_ABOUT THIS EXERCISE_
Within the lines below, find those that hold the string "DeadLetterEntry" and copy each one.

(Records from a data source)
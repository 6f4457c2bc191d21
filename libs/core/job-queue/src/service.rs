//! Queue service orchestration
//!
//! `QueueService` ties producer-side enqueue to consumer-side execution:
//! it persists the job record, publishes through the circuit breaker,
//! drives consumer delivery loops, and exposes the stats/admin operations
//! the rest of the application consumes. Constructed with injected
//! dependencies and an explicit `start()`/`close()` lifecycle; there is no
//! process-global instance.

use crate::breaker::{CircuitBreaker, CircuitBreakerStatus};
use crate::broker::{ConnectionStatus, MessageBroker, PublishOptions};
use crate::config::QueueConfig;
use crate::dlq::{DeadLetterEntry, DeadLetterManager, DeadLetterStats};
use crate::error::QueueResult;
use crate::metrics;
use crate::store::{JobStatus, JobStore, NewJob, QueueStats};
use crate::broker::BrokerDelivery;
use async_trait::async_trait;
use futures::FutureExt;
use serde::Serialize;
use std::panic::AssertUnwindSafe;
use std::sync::Arc;
use std::sync::Mutex as StdMutex;
use tokio::task::JoinHandle;
use tracing::{debug, error, info, instrument, warn};

/// Handler invoked for each delivered job payload.
///
/// Returning an error marks the job record `failed` and dead-letters the
/// message; the consumer loop itself keeps running.
#[async_trait]
pub trait JobHandler: Send + Sync {
    async fn handle(&self, payload: serde_json::Value) -> QueueResult<()>;

    /// Handler name for logging.
    fn name(&self) -> &'static str {
        "job-handler"
    }
}

/// Options accepted by [`QueueService::enqueue`].
#[derive(Debug, Clone, Default)]
pub struct EnqueueOptions {
    /// Overrides the configured default `max_attempts` for the new record.
    pub max_attempts: Option<i32>,

    /// Overrides the configured default message priority.
    pub priority: Option<u8>,

    /// Skip the record insert; used when re-publishing an existing record.
    pub skip_db_insert: bool,

    /// Record id to embed in the wire message when `skip_db_insert` is set.
    pub job_id: Option<i64>,

    /// Extra message headers.
    pub headers: Vec<(String, String)>,
}

impl EnqueueOptions {
    pub fn with_max_attempts(mut self, max_attempts: i32) -> Self {
        self.max_attempts = Some(max_attempts);
        self
    }

    pub fn with_priority(mut self, priority: u8) -> Self {
        self.priority = Some(priority);
        self
    }

    /// Re-publish an already-persisted record without inserting a new one.
    pub fn for_existing(job_id: i64) -> Self {
        Self {
            skip_db_insert: true,
            job_id: Some(job_id),
            ..Default::default()
        }
    }
}

/// Options accepted by [`QueueService::consume`].
#[derive(Debug, Clone, Default)]
pub struct ConsumeOptions {
    /// Consumer tag; generated from the queue name when absent.
    pub consumer_tag: Option<String>,
}

/// Combined health snapshot: broker connection plus circuit breaker.
#[derive(Debug, Clone, Serialize)]
pub struct ServiceStatus {
    pub connection: ConnectionStatus,
    pub circuit_breaker: CircuitBreakerStatus,
}

/// The job queue orchestrator.
pub struct QueueService {
    broker: Arc<dyn MessageBroker>,
    store: Arc<dyn JobStore>,
    breaker: CircuitBreaker,
    dead_letters: DeadLetterManager,
    config: QueueConfig,
    consumers: StdMutex<Vec<JoinHandle<()>>>,
}

impl QueueService {
    pub fn new(
        broker: Arc<dyn MessageBroker>,
        store: Arc<dyn JobStore>,
        config: QueueConfig,
    ) -> Self {
        let breaker = CircuitBreaker::new(config.breaker.clone());
        let dead_letters = DeadLetterManager::new(
            Arc::clone(&broker),
            config.dead_letter.clone(),
            config.dlq_peek_timeout,
        );

        Self {
            broker,
            store,
            breaker,
            dead_letters,
            config,
            consumers: StdMutex::new(Vec::new()),
        }
    }

    /// Connect the broker and declare topology. Returns `false` when the
    /// broker is unreachable; the service stays usable in degraded mode and
    /// the broker keeps reconnecting on its own.
    pub async fn start(&self) -> bool {
        let connected = self.broker.connect().await;
        metrics::gauge_breaker(self.breaker.state());
        connected
    }

    /// Persist a `pending` record and publish it.
    ///
    /// Returns `false` when the record insert fails (surfaced), when the
    /// circuit breaker is open, or when the publish fails; in the latter two
    /// cases the record is marked `failed` with a descriptive error. Never
    /// panics into the caller.
    #[instrument(skip(self, payload, options), fields(queue = %queue))]
    pub async fn enqueue(
        &self,
        queue: &str,
        payload: serde_json::Value,
        options: EnqueueOptions,
    ) -> bool {
        let job_id = if options.skip_db_insert {
            options.job_id
        } else {
            let max_attempts = options
                .max_attempts
                .unwrap_or(self.config.default_max_attempts);
            let new_job = NewJob {
                queue: queue.to_string(),
                payload: payload.clone(),
                max_attempts,
            };
            match self.store.insert(new_job).await {
                Ok(record) => Some(record.id),
                Err(err) => {
                    error!(error = %err, "Failed to persist job record; enqueue rejected");
                    return false;
                }
            }
        };

        let message = wire_message(&payload, job_id);
        let bytes = match serde_json::to_vec(&message) {
            Ok(bytes) => bytes,
            Err(err) => {
                error!(job_id = ?job_id, error = %err, "Failed to serialize wire message");
                if let Some(id) = job_id {
                    update_status_logged(
                        &self.store,
                        id,
                        JobStatus::Failed,
                        Some(format!("Serialization failed: {err}")),
                    )
                    .await;
                }
                return false;
            }
        };

        let publish_options = PublishOptions {
            priority: options.priority.unwrap_or(self.config.default_priority),
            headers: options.headers.clone(),
        };

        let outcome = self
            .breaker
            .execute(|| self.broker.publish(queue, &bytes, &publish_options))
            .await;
        metrics::gauge_breaker(self.breaker.state());

        match outcome {
            Ok(()) => {
                metrics::record_enqueued(queue);
                debug!(job_id = ?job_id, "Job published");
                true
            }
            Err(err) => {
                let (cause, reason) = if err.is_circuit_open() {
                    ("circuit_open", err.to_string())
                } else {
                    ("publish_error", format!("Publish failed: {err}"))
                };
                metrics::record_publish_failure(queue, cause);
                warn!(job_id = ?job_id, error = %err, "Publish failed; job marked failed");

                if let Some(id) = job_id {
                    update_status_logged(&self.store, id, JobStatus::Failed, Some(reason)).await;
                }
                false
            }
        }
    }

    /// Register a handler for a queue and start its delivery loop.
    ///
    /// Each delivery is parsed, correlated to its record via `job_id`,
    /// marked `processing`, handed to the handler, then acked on success or
    /// nacked without requeue on failure (the broker dead-letters it). A
    /// single message's failure — or panic — never stops the loop.
    pub async fn consume(
        &self,
        queue: &str,
        handler: Arc<dyn JobHandler>,
        options: ConsumeOptions,
    ) -> bool {
        let consumer_tag = options
            .consumer_tag
            .unwrap_or_else(|| format!("{}-{}", queue, uuid::Uuid::new_v4()));

        let mut stream = match self.broker.consume(queue, &consumer_tag).await {
            Ok(stream) => stream,
            Err(err) => {
                error!(queue = %queue, error = %err, "Failed to register consumer");
                return false;
            }
        };

        let store = Arc::clone(&self.store);
        let queue_name = queue.to_string();
        let task = tokio::spawn(async move {
            info!(queue = %queue_name, handler = handler.name(), "Consumer started");
            while let Some(delivery) = stream.next().await {
                process_delivery(&store, &queue_name, handler.as_ref(), delivery).await;
            }
            warn!(queue = %queue_name, "Delivery stream ended; consumer stopped");
        });

        self.consumers.lock().unwrap().push(task);
        true
    }

    /// Idempotent status write for a job record. Store failures are logged,
    /// never propagated: observability must not break job flow.
    pub async fn update_job_status(&self, job_id: i64, status: JobStatus, error: Option<String>) {
        update_status_logged(&self.store, job_id, status, error).await;
    }

    /// Re-queue up to `limit` failed records that are still under their
    /// `max_attempts`, oldest first. Each retried record has `attempts`
    /// incremented by exactly one; a failed re-publish leaves it `failed`
    /// with the publish error. Returns the count successfully re-queued.
    #[instrument(skip(self))]
    pub async fn retry_failed_jobs(&self, limit: i64) -> usize {
        let candidates = match self.store.select_retryable(limit).await {
            Ok(jobs) => jobs,
            Err(err) => {
                error!(error = %err, "Failed to select retryable jobs");
                return 0;
            }
        };

        let mut requeued = 0;
        for job in candidates {
            if let Err(err) = self.store.mark_retry(job.id).await {
                warn!(job_id = job.id, error = %err, "Failed to mark job for retry; skipping");
                continue;
            }

            // A failed re-publish marks the record failed again inside enqueue
            if self
                .enqueue(
                    &job.queue,
                    job.payload.clone(),
                    EnqueueOptions::for_existing(job.id),
                )
                .await
            {
                metrics::record_retry(&job.queue);
                requeued += 1;
            }
        }

        if requeued > 0 {
            info!(count = requeued, "Re-queued failed jobs");
        }
        requeued
    }

    /// Aggregate job counts by status, sourced from the store.
    pub async fn stats(&self) -> QueueResult<QueueStats> {
        let counts = self.store.counts_by_status().await?;
        Ok(QueueStats::from_counts(&counts))
    }

    /// Broker connection health plus circuit breaker status. Side-effect
    /// free.
    pub fn connection_status(&self) -> ServiceStatus {
        ServiceStatus {
            connection: self.broker.status(),
            circuit_breaker: self.breaker.status(),
        }
    }

    /// Dead-letter queue depth.
    pub async fn dead_letter_stats(&self) -> QueueResult<DeadLetterStats> {
        self.dead_letters.stats().await
    }

    /// Non-destructive DLQ inspection, bounded by the configured timeout.
    pub async fn dlq_messages(&self, limit: usize) -> QueueResult<Vec<DeadLetterEntry>> {
        self.dead_letters.peek(limit).await
    }

    /// Administrative override: force the circuit breaker closed.
    pub fn reset_circuit_breaker(&self) {
        self.breaker.reset();
        metrics::gauge_breaker(self.breaker.state());
    }

    /// Graceful shutdown: stop consumer loops, then release the broker
    /// channel and connection.
    pub async fn close(&self) {
        let tasks: Vec<JoinHandle<()>> = self.consumers.lock().unwrap().drain(..).collect();
        for task in tasks {
            task.abort();
        }

        if let Err(err) = self.broker.close().await {
            warn!(error = %err, "Broker close failed during shutdown");
        }
        info!("Queue service stopped");
    }
}

/// Build the wire message: the payload object with `job_id` merged in.
fn wire_message(payload: &serde_json::Value, job_id: Option<i64>) -> serde_json::Value {
    match (payload, job_id) {
        (serde_json::Value::Object(map), Some(id)) => {
            let mut map = map.clone();
            map.insert("job_id".to_string(), serde_json::Value::from(id));
            serde_json::Value::Object(map)
        }
        // Non-object payloads are wrapped so the id still travels
        (other, Some(id)) => serde_json::json!({ "payload": other, "job_id": id }),
        (other, None) => other.clone(),
    }
}

/// Status bookkeeping never interrupts job flow: failures are logged and
/// swallowed. The initial insert in `enqueue` is the one store write whose
/// failure surfaces to the caller.
async fn update_status_logged(
    store: &Arc<dyn JobStore>,
    job_id: i64,
    status: JobStatus,
    error: Option<String>,
) {
    if let Err(err) = store.update_status(job_id, status, error).await {
        warn!(job_id, status = %status, error = %err, "Failed to update job status");
    }
}

async fn process_delivery(
    store: &Arc<dyn JobStore>,
    queue: &str,
    handler: &dyn JobHandler,
    delivery: BrokerDelivery,
) {
    let payload: serde_json::Value = match serde_json::from_slice(&delivery.payload) {
        Ok(value) => value,
        Err(err) => {
            // Not JSON at all: poison, quarantine via the dead-letter path
            warn!(queue = %queue, error = %err, "Unparseable message body; dead-lettering");
            metrics::record_processed(queue, "poison");
            if let Err(nack_err) = delivery.nack(false).await {
                error!(queue = %queue, error = %nack_err, "Failed to nack poison message");
            }
            return;
        }
    };

    let job_id = payload.get("job_id").and_then(|v| v.as_i64());
    match job_id {
        Some(id) => update_status_logged(store, id, JobStatus::Processing, None).await,
        None => debug!(queue = %queue, "Message has no job_id; status tracking skipped"),
    }

    let start = std::time::Instant::now();
    let outcome = AssertUnwindSafe(handler.handle(payload.clone()))
        .catch_unwind()
        .await;
    metrics::record_handler_duration(queue, start.elapsed());

    match outcome {
        Ok(Ok(())) => {
            if let Some(id) = job_id {
                update_status_logged(store, id, JobStatus::Completed, None).await;
            }
            metrics::record_processed(queue, "completed");
            if let Err(err) = delivery.ack().await {
                error!(queue = %queue, error = %err, "Failed to ack message");
            }
        }
        Ok(Err(err)) => {
            fail_delivery(store, queue, job_id, delivery, err.to_string()).await;
        }
        Err(_) => {
            fail_delivery(store, queue, job_id, delivery, "Handler panicked".to_string()).await;
        }
    }
}

async fn fail_delivery(
    store: &Arc<dyn JobStore>,
    queue: &str,
    job_id: Option<i64>,
    delivery: BrokerDelivery,
    reason: String,
) {
    warn!(queue = %queue, job_id = ?job_id, error = %reason, "Job failed; dead-lettering message");

    if let Some(id) = job_id {
        update_status_logged(store, id, JobStatus::Failed, Some(reason)).await;
    }
    metrics::record_processed(queue, "failed");

    // No requeue: the broker routes the message to the dead-letter exchange
    if let Err(err) = delivery.nack(false).await {
        error!(queue = %queue, error = %err, "Failed to nack message");
    }
}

_RESPONSE FOR THIS EXERCISE_
use crate::dlq::{DeadLetterEntry, DeadLetterManager, DeadLetterStats};
    pub async fn dlq_messages(&self, limit: usize) -> QueueResult<Vec<DeadLetterEntry>> {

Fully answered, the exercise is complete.